◆ What you should do
How many lines in the material contain the string "bool"? Only the number is wanted.

◆ Input data
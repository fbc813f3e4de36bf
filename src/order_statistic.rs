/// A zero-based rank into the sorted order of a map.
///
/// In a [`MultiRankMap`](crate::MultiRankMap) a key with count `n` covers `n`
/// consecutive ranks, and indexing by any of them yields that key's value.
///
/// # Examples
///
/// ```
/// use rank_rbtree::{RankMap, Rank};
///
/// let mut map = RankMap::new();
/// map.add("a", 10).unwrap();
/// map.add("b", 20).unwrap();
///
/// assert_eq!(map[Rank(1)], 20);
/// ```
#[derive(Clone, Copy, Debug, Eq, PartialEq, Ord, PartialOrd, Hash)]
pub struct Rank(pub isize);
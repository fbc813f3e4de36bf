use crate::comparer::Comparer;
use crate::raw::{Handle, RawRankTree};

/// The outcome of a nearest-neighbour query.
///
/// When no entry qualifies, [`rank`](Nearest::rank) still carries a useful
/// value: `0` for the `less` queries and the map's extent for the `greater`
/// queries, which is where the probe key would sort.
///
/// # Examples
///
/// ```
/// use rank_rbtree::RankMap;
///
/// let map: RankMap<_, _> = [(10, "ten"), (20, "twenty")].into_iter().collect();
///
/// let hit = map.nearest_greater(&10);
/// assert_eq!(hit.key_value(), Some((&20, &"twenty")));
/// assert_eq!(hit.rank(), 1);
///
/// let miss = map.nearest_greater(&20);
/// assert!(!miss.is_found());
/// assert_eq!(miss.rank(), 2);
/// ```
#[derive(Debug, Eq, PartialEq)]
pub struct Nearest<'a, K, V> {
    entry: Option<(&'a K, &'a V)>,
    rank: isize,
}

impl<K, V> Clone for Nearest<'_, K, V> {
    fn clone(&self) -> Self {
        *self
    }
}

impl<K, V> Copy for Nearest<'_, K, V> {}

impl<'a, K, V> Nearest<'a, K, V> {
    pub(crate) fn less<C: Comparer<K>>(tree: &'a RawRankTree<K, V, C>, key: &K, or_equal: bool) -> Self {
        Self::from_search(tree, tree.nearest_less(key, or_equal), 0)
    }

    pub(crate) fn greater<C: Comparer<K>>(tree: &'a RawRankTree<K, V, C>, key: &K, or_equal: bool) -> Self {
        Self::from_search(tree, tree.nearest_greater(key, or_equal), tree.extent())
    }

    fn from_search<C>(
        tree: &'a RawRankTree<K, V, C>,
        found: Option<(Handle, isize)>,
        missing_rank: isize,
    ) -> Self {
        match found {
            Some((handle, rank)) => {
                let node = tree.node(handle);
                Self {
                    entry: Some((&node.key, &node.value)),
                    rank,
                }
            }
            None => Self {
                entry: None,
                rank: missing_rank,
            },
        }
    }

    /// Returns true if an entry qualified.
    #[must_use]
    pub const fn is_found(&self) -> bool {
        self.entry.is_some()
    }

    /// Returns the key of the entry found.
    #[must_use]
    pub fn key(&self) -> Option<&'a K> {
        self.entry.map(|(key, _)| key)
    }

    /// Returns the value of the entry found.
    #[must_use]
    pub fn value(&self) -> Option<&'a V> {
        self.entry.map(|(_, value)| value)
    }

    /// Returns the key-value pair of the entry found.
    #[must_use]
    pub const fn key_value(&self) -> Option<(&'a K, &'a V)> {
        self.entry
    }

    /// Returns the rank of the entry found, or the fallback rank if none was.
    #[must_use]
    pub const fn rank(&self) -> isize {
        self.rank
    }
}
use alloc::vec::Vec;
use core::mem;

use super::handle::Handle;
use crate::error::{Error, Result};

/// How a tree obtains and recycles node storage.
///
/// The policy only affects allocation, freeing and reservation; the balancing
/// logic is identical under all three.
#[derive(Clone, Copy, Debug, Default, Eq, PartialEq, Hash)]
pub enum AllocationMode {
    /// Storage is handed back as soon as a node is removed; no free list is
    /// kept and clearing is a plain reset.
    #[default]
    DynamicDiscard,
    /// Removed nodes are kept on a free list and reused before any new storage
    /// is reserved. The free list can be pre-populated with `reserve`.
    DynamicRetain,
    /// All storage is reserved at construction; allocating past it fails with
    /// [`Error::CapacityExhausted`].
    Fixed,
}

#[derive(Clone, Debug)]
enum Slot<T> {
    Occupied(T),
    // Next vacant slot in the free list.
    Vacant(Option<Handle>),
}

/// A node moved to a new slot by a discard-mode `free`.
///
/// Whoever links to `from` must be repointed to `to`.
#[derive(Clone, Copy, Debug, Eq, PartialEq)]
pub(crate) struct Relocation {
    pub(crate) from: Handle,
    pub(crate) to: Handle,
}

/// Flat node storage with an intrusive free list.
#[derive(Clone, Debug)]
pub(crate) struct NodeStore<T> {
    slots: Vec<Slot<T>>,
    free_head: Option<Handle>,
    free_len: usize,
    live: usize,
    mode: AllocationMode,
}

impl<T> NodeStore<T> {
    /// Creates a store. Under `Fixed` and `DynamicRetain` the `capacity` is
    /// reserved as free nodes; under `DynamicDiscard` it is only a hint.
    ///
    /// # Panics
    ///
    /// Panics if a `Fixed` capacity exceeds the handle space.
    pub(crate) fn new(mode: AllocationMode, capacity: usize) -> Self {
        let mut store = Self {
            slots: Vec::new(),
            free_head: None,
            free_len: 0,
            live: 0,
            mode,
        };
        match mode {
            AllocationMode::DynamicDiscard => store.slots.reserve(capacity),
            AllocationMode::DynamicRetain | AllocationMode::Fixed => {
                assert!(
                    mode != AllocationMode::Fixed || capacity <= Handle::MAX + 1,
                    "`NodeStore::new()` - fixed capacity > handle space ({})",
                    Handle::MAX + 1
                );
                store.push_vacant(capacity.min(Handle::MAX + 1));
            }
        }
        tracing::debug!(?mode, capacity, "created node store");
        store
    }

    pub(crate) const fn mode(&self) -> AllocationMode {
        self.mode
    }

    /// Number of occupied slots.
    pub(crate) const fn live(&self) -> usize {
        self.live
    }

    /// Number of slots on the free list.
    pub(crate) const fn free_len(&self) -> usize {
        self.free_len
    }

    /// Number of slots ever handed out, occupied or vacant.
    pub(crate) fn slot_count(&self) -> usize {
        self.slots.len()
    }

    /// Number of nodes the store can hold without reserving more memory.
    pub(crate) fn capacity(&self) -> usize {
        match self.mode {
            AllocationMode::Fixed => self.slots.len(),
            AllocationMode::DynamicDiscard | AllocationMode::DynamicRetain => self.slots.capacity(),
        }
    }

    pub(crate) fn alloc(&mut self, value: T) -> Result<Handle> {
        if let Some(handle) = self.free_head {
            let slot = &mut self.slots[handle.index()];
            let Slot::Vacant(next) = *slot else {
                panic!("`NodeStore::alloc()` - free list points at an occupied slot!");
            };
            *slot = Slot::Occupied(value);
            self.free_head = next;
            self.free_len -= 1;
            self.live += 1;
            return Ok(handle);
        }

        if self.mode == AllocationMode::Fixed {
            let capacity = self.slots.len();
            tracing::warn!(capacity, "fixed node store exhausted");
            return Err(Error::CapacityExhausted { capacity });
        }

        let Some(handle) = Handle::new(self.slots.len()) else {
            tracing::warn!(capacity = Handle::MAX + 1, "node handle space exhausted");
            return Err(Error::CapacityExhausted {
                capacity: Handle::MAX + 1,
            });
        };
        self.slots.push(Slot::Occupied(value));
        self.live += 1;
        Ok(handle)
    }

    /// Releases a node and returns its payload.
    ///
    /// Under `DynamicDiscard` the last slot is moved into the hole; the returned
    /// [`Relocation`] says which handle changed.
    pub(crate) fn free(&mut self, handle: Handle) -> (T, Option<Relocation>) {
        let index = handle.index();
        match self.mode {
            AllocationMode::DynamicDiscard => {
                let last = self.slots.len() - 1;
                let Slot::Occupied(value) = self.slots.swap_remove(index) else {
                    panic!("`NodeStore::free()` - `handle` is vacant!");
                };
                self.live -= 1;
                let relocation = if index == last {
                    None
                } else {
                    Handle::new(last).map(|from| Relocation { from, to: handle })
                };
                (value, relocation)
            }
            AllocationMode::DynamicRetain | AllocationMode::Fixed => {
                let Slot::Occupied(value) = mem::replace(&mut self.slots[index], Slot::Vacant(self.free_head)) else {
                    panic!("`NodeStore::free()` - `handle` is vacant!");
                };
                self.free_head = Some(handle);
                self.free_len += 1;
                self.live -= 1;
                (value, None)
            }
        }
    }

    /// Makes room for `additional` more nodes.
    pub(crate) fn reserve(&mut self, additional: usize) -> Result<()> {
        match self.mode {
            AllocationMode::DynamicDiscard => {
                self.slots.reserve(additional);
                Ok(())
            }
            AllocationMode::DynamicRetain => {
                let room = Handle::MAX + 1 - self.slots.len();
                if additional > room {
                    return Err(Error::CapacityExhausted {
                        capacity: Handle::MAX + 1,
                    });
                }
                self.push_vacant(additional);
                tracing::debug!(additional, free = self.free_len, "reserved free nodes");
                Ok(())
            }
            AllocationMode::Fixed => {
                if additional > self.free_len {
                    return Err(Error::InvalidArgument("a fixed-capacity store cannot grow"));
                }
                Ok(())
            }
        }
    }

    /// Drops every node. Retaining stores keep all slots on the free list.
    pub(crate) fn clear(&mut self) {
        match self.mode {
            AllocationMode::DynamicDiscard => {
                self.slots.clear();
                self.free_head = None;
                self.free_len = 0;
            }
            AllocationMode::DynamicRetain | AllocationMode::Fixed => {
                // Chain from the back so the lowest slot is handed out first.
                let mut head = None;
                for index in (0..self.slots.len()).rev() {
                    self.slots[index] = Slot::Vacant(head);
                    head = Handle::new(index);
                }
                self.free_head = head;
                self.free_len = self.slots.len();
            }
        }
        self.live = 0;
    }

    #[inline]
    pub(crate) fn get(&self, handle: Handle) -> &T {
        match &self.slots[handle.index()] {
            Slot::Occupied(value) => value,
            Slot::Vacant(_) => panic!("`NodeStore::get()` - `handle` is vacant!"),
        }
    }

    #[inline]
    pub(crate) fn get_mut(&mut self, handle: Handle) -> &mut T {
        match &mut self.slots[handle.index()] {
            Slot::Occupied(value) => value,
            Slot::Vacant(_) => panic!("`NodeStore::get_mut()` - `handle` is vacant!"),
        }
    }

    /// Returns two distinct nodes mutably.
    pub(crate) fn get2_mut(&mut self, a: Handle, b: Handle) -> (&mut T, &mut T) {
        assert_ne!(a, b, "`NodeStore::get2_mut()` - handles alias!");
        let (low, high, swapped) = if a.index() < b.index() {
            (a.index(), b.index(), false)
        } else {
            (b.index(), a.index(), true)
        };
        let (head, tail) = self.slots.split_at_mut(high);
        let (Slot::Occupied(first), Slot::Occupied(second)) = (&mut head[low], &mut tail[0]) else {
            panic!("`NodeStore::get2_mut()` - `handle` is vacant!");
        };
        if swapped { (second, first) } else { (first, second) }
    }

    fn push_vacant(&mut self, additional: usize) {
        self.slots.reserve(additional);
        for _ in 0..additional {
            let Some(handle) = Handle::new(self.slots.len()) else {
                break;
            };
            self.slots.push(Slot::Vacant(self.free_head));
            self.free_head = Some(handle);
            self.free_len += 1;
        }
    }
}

◆ Completed exercise
3